第34話


「あんた達の人生だ、好きに生きればいいさ。だけど……そんな悲しい顔するのは違うんじゃないか?」


 いまだに写し出される映像を、二人は渇望するかの様に見つめていた。

 ピリンキはすかさず、地球から今いる王国の街並みに映像を切り替えた。


 「アドミン……お家があるよ。これが私達の世界……」


 「ええ、外から我が家を見るのは初めてですが……私達にはこれが我が家だとハッキリと分かります」


 それから暫く王国の街並みを堪能した二人は、十分に満足したのかピリンキにお礼を言って映像を映すのを止めて貰った。


 「どうだ? あんた達の国は綺麗だったろ? まぁ、今は少しゴタゴタしてるらしいが、それが落ち着けばもっと良い国になるぞ」


 『きっとな』と続けるセカンドにアドミニストレータも笑顔でお礼を言う。


 「はい、今日はとても良い日になりました。この出会いに感謝を……。そう言えば御二方はどうやってこの家に来たのですか? この場所は特別でして、普通には来れないはずなのですが……」


 「ああ、ワープ装置を使ったんだよ。転移って言えば分かるか?」


 セカンドは続けて偶然にこの家にしまった事と、科学技術についてもざっくりと説明した。

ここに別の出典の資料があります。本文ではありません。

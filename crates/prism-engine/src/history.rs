//! The ordered record of every frame a simulation emitted.
//!
//! [`History`] is the surface handed to renderers: entries appear in the
//! exact order they were produced, script step by script step, and each
//! owns (a shared handle to) its state.

use std::sync::Arc;

use prism_core::State;
use prism_operator::Operator;

/// One recorded frame.
#[derive(Clone, Debug)]
pub struct HistoryEntry {
    /// Index of the script step that produced this frame.
    pub script_index: usize,
    /// The operator that produced it.
    pub operator: Operator,
    /// Step index within that operator's sequence.
    pub step: u32,
    /// Progress fraction within that operator's sequence.
    pub progress: f64,
    /// The emitted state.
    pub state: Arc<State>,
}

/// Ordered buffer of [`HistoryEntry`] values.
#[derive(Clone, Debug, Default)]
pub struct History {
    entries: Vec<HistoryEntry>,
}

impl History {
    /// An empty history.
    pub fn new() -> Self {
        Self::default()
    }

    /// Number of recorded frames.
    pub fn len(&self) -> usize {
        self.entries.len()
    }

    /// Whether nothing has been recorded.
    pub fn is_empty(&self) -> bool {
        self.entries.is_empty()
    }

    /// Entry at position `i`.
    pub fn get(&self, i: usize) -> Option<&HistoryEntry> {
        self.entries.get(i)
    }

    /// The most recent entry.
    pub fn last(&self) -> Option<&HistoryEntry> {
        self.entries.last()
    }

    /// Entries in recording order.
    pub fn iter(&self) -> std::slice::Iter<'_, HistoryEntry> {
        self.entries.iter()
    }

    /// Recorded states in order.
    pub fn states(&self) -> impl Iterator<Item = &State> + '_ {
        self.entries.iter().map(|e| e.state.as_ref())
    }

    /// Entries produced by script step `script_index`.
    pub fn for_script_step(&self, script_index: usize) -> impl Iterator<Item = &HistoryEntry> + '_ {
        self.entries
            .iter()
            .filter(move |e| e.script_index == script_index)
    }

    /// Total magnitude of each recorded state, in order.
    pub fn magnitude_trace(&self) -> Vec<u64> {
        self.states().map(State::total_magnitude).collect()
    }

    pub(crate) fn push(&mut self, entry: HistoryEntry) {
        self.entries.push(entry);
    }

    pub(crate) fn truncate(&mut self, len: usize) {
        self.entries.truncate(len);
    }

    pub(crate) fn clear(&mut self) {
        self.entries.clear();
    }
}

impl<'a> IntoIterator for &'a History {
    type Item = &'a HistoryEntry;
    type IntoIter = std::slice::Iter<'a, HistoryEntry>;

    fn into_iter(self) -> Self::IntoIter {
        self.iter()
    }
}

 「なるほどです。つまりは魔道具と似て非なる物ですね。先程ピリンキさんに見せて貰った映像とやらに沢山映っていた様な」


 「モンタピレーテもその科学技術……? で作られてるの? ライオンさんにもなれる?」


 ナビアの要望に応え、ピリンキは自身の姿を獅子に変えた。


 「Ms.ナビア、私はその中でも奇跡の代物です。決して一緒にしてはいけませんよ?」


 しかしナビアは興奮して話を聞くどころでは無く、すぐにピリンキに跨った。


 「ナビア嬢は凄いな、ピリンキを手玉に取ってやがる。ああ、それと大事な事を聞き忘れるところだった。アドミンさん、実は───」


 セカンドはシャーリーを治す為の秘薬がこの塔に存在するのか。

 もし存在するのなら、何層にあるのかをアドミニストレータに確認を取る。

 塔の申し子を自称するこの二人なら知っている可能性が高いからだ。


 「結論から申しますと……あります。ですが、私が言えるのはここまでです。私共は特定の攻略者には肩入れできない……はずなんですが……」


 「セカンド達には何でも喋れちゃう……。きっと、セカンド達がこの世界の人間じゃないから……」


 ピリンキに乗って部屋の中を周回しているナビアがそう言い切った。


 「いや、あると分かっただけでも有難い。後は探すだけだからな」


 そう言うとセカンドは席を立って出発の準備を始めた。

 それに習い、ピリンキも自分の背中からナビアを降ろした。


 「モンタピレーテ……もう行っちゃうの? 私とここで暮らそうよ……」


 「Ms.ナビア……。許して下さい。私の友達が病に苦しんでいるのです。早く薬を見つけて戻らなければ……」


 猿の姿に戻ったピリンキが、泣きじゃくるナビアの涙を拭う。


 「そう言う事情がお有りでしたか。ならば、引き留めるのはご迷惑になりますね。あー、ここからは独り言なんですけど、今この塔にかなりの数の強者が集まっています。その強者の魔力に当てられ、塔が活性化して魔物が普段より凶暴になっているかもしれません」


 アドミニストレータは己の矜持を曲げてセカンド達に塔の情報を渡そうとしていた。

 セカンドはその心意気に深く感謝し、心の中で頭を下げた。


 「モンタピレーテ……私も独り言……。さっきのライオンの姿もカッコよかったけど、はもっとカッコいいんだよ? 探せばきっといい事がある」


 それだけ言うと、ナビアは二階へと走り去ってしまった。


 「ふふっ、ナビアを許して下さい。初めて出来た友達との別れが辛いのでしょう。さて、私も四十層に用があるのを思い出しました。セカンドさん達にはご迷惑かも知れませんが、今家を出ると四十層からになってしまいますね。……どうします?」


 まるで『私に出来るのはここまでです』と言わんばかりのアドミニストレータに、セカンドは再度深く感謝を示した。


 「アドミンさん、ありがとな。この借りは必ず返すよ」


 「私からも感謝を表明します。Ms.ナビアにもお礼を言っといて貰えますか?」


 二階にあるナビアの部屋から何やら物音が聞こえるが、一階に戻って来る気配はない様だ。


 「ええ、しっかりと伝えておきます。セカンドさんとピリンキさんに塔の祝福があらん事を願います」


 セカンドはアドミニストレータと握手をして別れを告げた。

 そしてセカンドが家のドアを開くと、そこには四十層の火山エリアが広がっていた。